+++ RECORDS SHOWN

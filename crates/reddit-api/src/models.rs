//! Wire models for the subset of the Reddit API we consume.

use serde::{Deserialize, Serialize};

/// A `Listing` envelope: `{"kind": "Listing", "data": {"children": [...]}}`.
#[derive(Debug, Clone, Deserialize)]
pub struct Listing<T> {
    pub data: ListingData<T>,
}

#[derive(Debug, Clone, Deserialize)]
pub struct ListingData<T> {
    #[serde(default = "Vec::new")]
    pub children: Vec<Thing<T>>,
    #[serde(default)]
    pub after: Option<String>,
    #[serde(default)]
    pub before: Option<String>,
}

#[derive(Debug, Clone, Deserialize)]
pub struct Thing<T> {
    pub kind: String,
    pub data: T,
}

impl<T> Listing<T> {
    /// Consume the listing and return the inner items in API order (newest first).
    pub fn into_items(self) -> Vec<T> {
        self.data.children.into_iter().map(|t| t.data).collect()
    }
}

/// A link submission (`t3`).
#[derive(Debug, Clone, PartialEq, Serialize, Deserialize)]
pub struct Submission {
    /// Base36 id without the `t3_` prefix.
    pub id: String,
    /// Fullname, e.g. `t3_abc123`.
    #[serde(default)]
    pub name: String,
    #[serde(default)]
    pub author: Option<String>,
    #[serde(default)]
    pub author_fullname: Option<String>,
    #[serde(default)]
    pub title: String,
    #[serde(default)]
    pub selftext: String,
    #[serde(default)]
    pub subreddit: String,
    #[serde(default)]
    pub created_utc: f64,
    #[serde(default)]
    pub over_18: bool,
    #[serde(default)]
    pub link_flair_text: Option<String>,
    #[serde(default)]
    pub permalink: String,
}

impl Submission {
    /// The author's username, if the account still exists.
    pub fn author_name(&self) -> Option<&str> {
        match self.author.as_deref() {
            None | Some("") | Some("[deleted]") => None,
            Some(name) => Some(name),
        }
    }
}

/// Response of `/api/compose` (and most `api_type=json` endpoints).
#[derive(Debug, Clone, Deserialize)]
pub(crate) struct JsonEnvelope {
    pub json: JsonErrors,
}

#[derive(Debug, Clone, Deserialize)]
pub(crate) struct JsonErrors {
    #[serde(default)]
    pub errors: Vec<Vec<serde_json::Value>>,
}

impl JsonErrors {
    /// First error as `(code, message)`, if any.
    pub fn first(&self) -> Option<(String, String)> {
        let entry = self.errors.first()?;
        let field = |idx: usize| {
            entry
                .get(idx)
                .and_then(|v| v.as_str())
                .unwrap_or_default()
                .to_string()
        };
        Some((field(0), field(1)))
    }
}

/// Response of the OAuth token endpoint.
///
/// Reddit answers invalid credentials with HTTP 200 and `{"error": "..."}`,
/// so both shapes are modelled.
#[derive(Debug, Clone, Deserialize)]
pub(crate) struct TokenResponse {
    #[serde(default)]
    pub access_token: Option<String>,
    #[serde(default)]
    pub expires_in: Option<u64>,
    #[serde(default)]
    pub error: Option<String>,
}
//! Globally rate-limited outbound message dispatcher.

use std::sync::Arc;
use std::time::Duration;

use async_trait::async_trait;
use chrono::Utc;
use thiserror::Error;
use tokio::sync::Mutex;
use tokio::time::Instant;
use tracing::{debug, info, warn};

use super::backoff::{BackoffPolicy, JitterSource, RandomJitter};
use crate::metrics::MetricsCollector;

/// Default minimum spacing between two outbound messages.
pub const DEFAULT_MIN_INTERVAL: Duration = Duration::from_secs(2);

/// Default total number of attempts per message.
pub const DEFAULT_MAX_ATTEMPTS: u32 = 3;

/// A message to deliver to one recipient.
#[derive(Debug, Clone, PartialEq, Eq)]
pub struct DispatchRequest {
    pub recipient: String,
    pub subject: String,
    pub body: String,
    /// Attempts made so far; maintained by the dispatcher.
    pub attempt_count: u32,
}

impl DispatchRequest {
    pub fn new(
        recipient: impl Into<String>,
        subject: impl Into<String>,
        body: impl Into<String>,
    ) -> Self {
        Self {
            recipient: recipient.into(),
            subject: subject.into(),
            body: body.into(),
            attempt_count: 0,
        }
    }
}

/// Failure of a single delivery attempt.
#[derive(Debug, Clone, Error, PartialEq, Eq)]
pub enum SendError {
    /// Worth retrying (rate limited, timeouts, server errors).
    #[error("transient: {0}")]
    Transient(String),
    /// Retrying cannot help (unknown recipient, forbidden).
    #[error("permanent: {0}")]
    Permanent(String),
}

impl SendError {
    pub fn is_transient(&self) -> bool {
        matches!(self, Self::Transient(_))
    }
}

/// Transport that performs one delivery attempt.
#[async_trait]
pub trait MessageSender: Send + Sync {
    async fn send_message(&self, request: &DispatchRequest) -> Result<(), SendError>;
}

/// Proof of a successful delivery.
#[derive(Debug, Clone, PartialEq, Eq)]
pub struct DispatchReceipt {
    pub recipient: String,
    pub attempts: u32,
}

/// Terminal delivery failure returned to the caller.
#[derive(Debug, Clone, Error, PartialEq, Eq)]
pub enum DispatchError {
    #[error("gave up messaging {recipient} after {attempts} attempts: {last_error}")]
    Exhausted {
        recipient: String,
        attempts: u32,
        last_error: String,
    },
    #[error("message to {recipient} rejected: {reason}")]
    Rejected {
        recipient: String,
        attempts: u32,
        reason: String,
    },
}

/// Dispatcher settings.
#[derive(Debug, Clone, PartialEq)]
pub struct DispatcherConfig {
    pub min_interval: Duration,
    pub max_attempts: u32,
    pub backoff: BackoffPolicy,
}

impl Default for DispatcherConfig {
    fn default() -> Self {
        Self {
            min_interval: DEFAULT_MIN_INTERVAL,
            max_attempts: DEFAULT_MAX_ATTEMPTS,
            backoff: BackoffPolicy {
                base: Duration::from_secs(1),
                cap: Duration::from_secs(60),
                jitter_ratio: 0.3,
            },
        }
    }
}

/// Pacing clock shared by every caller.
#[derive(Debug, Default)]
struct RateGate {
    last_send: Option<Instant>,
}

impl RateGate {
    fn wait_time(&self, min_interval: Duration) -> Duration {
        match self.last_send {
            Some(last) => min_interval.saturating_sub(last.elapsed()),
            None => Duration::ZERO,
        }
    }
}

/// Single process-wide gate for outbound messages.
///
/// The gate is held for the whole of one [`send`](Self::send) call, pacing
/// sleeps and retry backoff included, so concurrent callers are served one at
/// a time in arrival order and no two attempts are closer than
/// `min_interval`. Shutdown does not interrupt a send; it is bounded by
/// `max_attempts`.
pub struct Dispatcher {
    sender: Arc<dyn MessageSender>,
    config: DispatcherConfig,
    jitter: Arc<dyn JitterSource>,
    metrics: Arc<MetricsCollector>,
    gate: Mutex<RateGate>,
}

impl Dispatcher {
    pub fn new(
        sender: Arc<dyn MessageSender>,
        config: DispatcherConfig,
        metrics: Arc<MetricsCollector>,
    ) -> Self {
        Self::with_jitter(sender, config, metrics, Arc::new(RandomJitter))
    }

    pub fn with_jitter(
        sender: Arc<dyn MessageSender>,
        config: DispatcherConfig,
        metrics: Arc<MetricsCollector>,
        jitter: Arc<dyn JitterSource>,
    ) -> Self {
        Self {
            sender,
            config,
            jitter,
            metrics,
            gate: Mutex::new(RateGate::default()),
        }
    }

    /// Deliver `request`, retrying transient failures with backoff.
    pub async fn send(
        &self,
        mut request: DispatchRequest,
    ) -> Result<DispatchReceipt, DispatchError> {
        let max_attempts = self.config.max_attempts.max(1);
        let mut gate = self.gate.lock().await;

        loop {
            let wait = gate.wait_time(self.config.min_interval);
            if !wait.is_zero() {
                debug!(recipient = %request.recipient, wait_ms = wait.as_millis() as u64, "Pacing outbound message");
                tokio::time::sleep(wait).await;
            }

            request.attempt_count += 1;
            let attempt = request.attempt_count;
            let result = self.sender.send_message(&request).await;
            gate.last_send = Some(Instant::now());

            match result {
                Ok(()) => {
                    self.metrics.record_message_sent();
                    info!(recipient = %request.recipient, attempt, "Message sent");
                    return Ok(DispatchReceipt {
                        recipient: request.recipient,
                        attempts: attempt,
                    });
                }
                Err(SendError::Permanent(reason)) => {
                    let err = DispatchError::Rejected {
                        recipient: request.recipient,
                        attempts: attempt,
                        reason,
                    };
                    self.fail(&err);
                    return Err(err);
                }
                Err(SendError::Transient(reason)) if attempt >= max_attempts => {
                    let err = DispatchError::Exhausted {
                        recipient: request.recipient,
                        attempts: attempt,
                        last_error: reason,
                    };
                    self.fail(&err);
                    return Err(err);
                }
                Err(SendError::Transient(reason)) => {
                    let delay = self.config.backoff.delay(attempt, self.jitter.as_ref());
                    warn!(
                        recipient = %request.recipient,
                        attempt,
                        max_attempts,
                        delay_ms = delay.as_millis() as u64,
                        error = %reason,
                        "Message send failed, retrying"
                    );
                    tokio::time::sleep(delay).await;
                }
            }
        }
    }

    fn fail(&self, err: &DispatchError) {
        warn!(error = %err, "Message dispatch failed");
        self.metrics.record_error(err.to_string(), Utc::now());
    }
}

impl std::fmt::Debug for Dispatcher {
    fn fmt(&self, f: &mut std::fmt::Formatter<'_>) -> std::fmt::Result {
        f.debug_struct("Dispatcher")
            .field("config", &self.config)
            .field("jitter", &self.jitter)
            .finish_non_exhaustive()
    }
}
//! subguard library crate.
//!
//! Watches subreddits for new submissions, deduplicates them against a
//! persistent seen set, routes each one to a decision handler, and sends
//! author messages through a single rate-limited dispatcher.

pub mod api;
pub mod config;
pub mod dispatch;
pub mod error;
pub mod logging;
pub mod metrics;
pub mod monitor;
pub mod panic_hook;
pub mod seen;
pub mod services;
pub mod signals;
pub mod utils;

pub use error::{Error, Result};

++++++

WHAT THE EXERCISE ASKS
Of the lines above, retype only those from the line containing "Base36 id without" through the line containing "use tokio::sync::Mutex;", including both, exactly.

ANSWER AREA
    /// Base36 id without the `t3_` prefix.
    pub id: String,
    /// Fullname, e.g. `t3_abc123`.
    #[serde(default)]
    pub name: String,
    #[serde(default)]
    pub author: Option<String>,
    #[serde(default)]
    pub author_fullname: Option<String>,
    #[serde(default)]
    pub title: String,
    #[serde(default)]
    pub selftext: String,
    #[serde(default)]
    pub subreddit: String,
    #[serde(default)]
    pub created_utc: f64,
    #[serde(default)]
    pub over_18: bool,
    #[serde(default)]
    pub link_flair_text: Option<String>,
    #[serde(default)]
    pub permalink: String,
}

impl Submission {
    /// The author's username, if the account still exists.
    pub fn author_name(&self) -> Option<&str> {
        match self.author.as_deref() {
            None | Some("") | Some("[deleted]") => None,
            Some(name) => Some(name),
        }
    }
}

/// Response of `/api/compose` (and most `api_type=json` endpoints).
#[derive(Debug, Clone, Deserialize)]
pub(crate) struct JsonEnvelope {
    pub json: JsonErrors,
}

#[derive(Debug, Clone, Deserialize)]
pub(crate) struct JsonErrors {
    #[serde(default)]
    pub errors: Vec<Vec<serde_json::Value>>,
}

impl JsonErrors {
    /// First error as `(code, message)`, if any.
    pub fn first(&self) -> Option<(String, String)> {
        let entry = self.errors.first()?;
        let field = |idx: usize| {
            entry
                .get(idx)
                .and_then(|v| v.as_str())
                .unwrap_or_default()
                .to_string()
        };
        Some((field(0), field(1)))
    }
}

/// Response of the OAuth token endpoint.
///
/// Reddit answers invalid credentials with HTTP 200 and `{"error": "..."}`,
/// so both shapes are modelled.
#[derive(Debug, Clone, Deserialize)]
pub(crate) struct TokenResponse {
    #[serde(default)]
    pub access_token: Option<String>,
    #[serde(default)]
    pub expires_in: Option<u64>,
    #[serde(default)]
    pub error: Option<String>,
}
//! Globally rate-limited outbound message dispatcher.

use std::sync::Arc;
use std::time::Duration;

use async_trait::async_trait;
use chrono::Utc;
use thiserror::Error;
use tokio::sync::Mutex;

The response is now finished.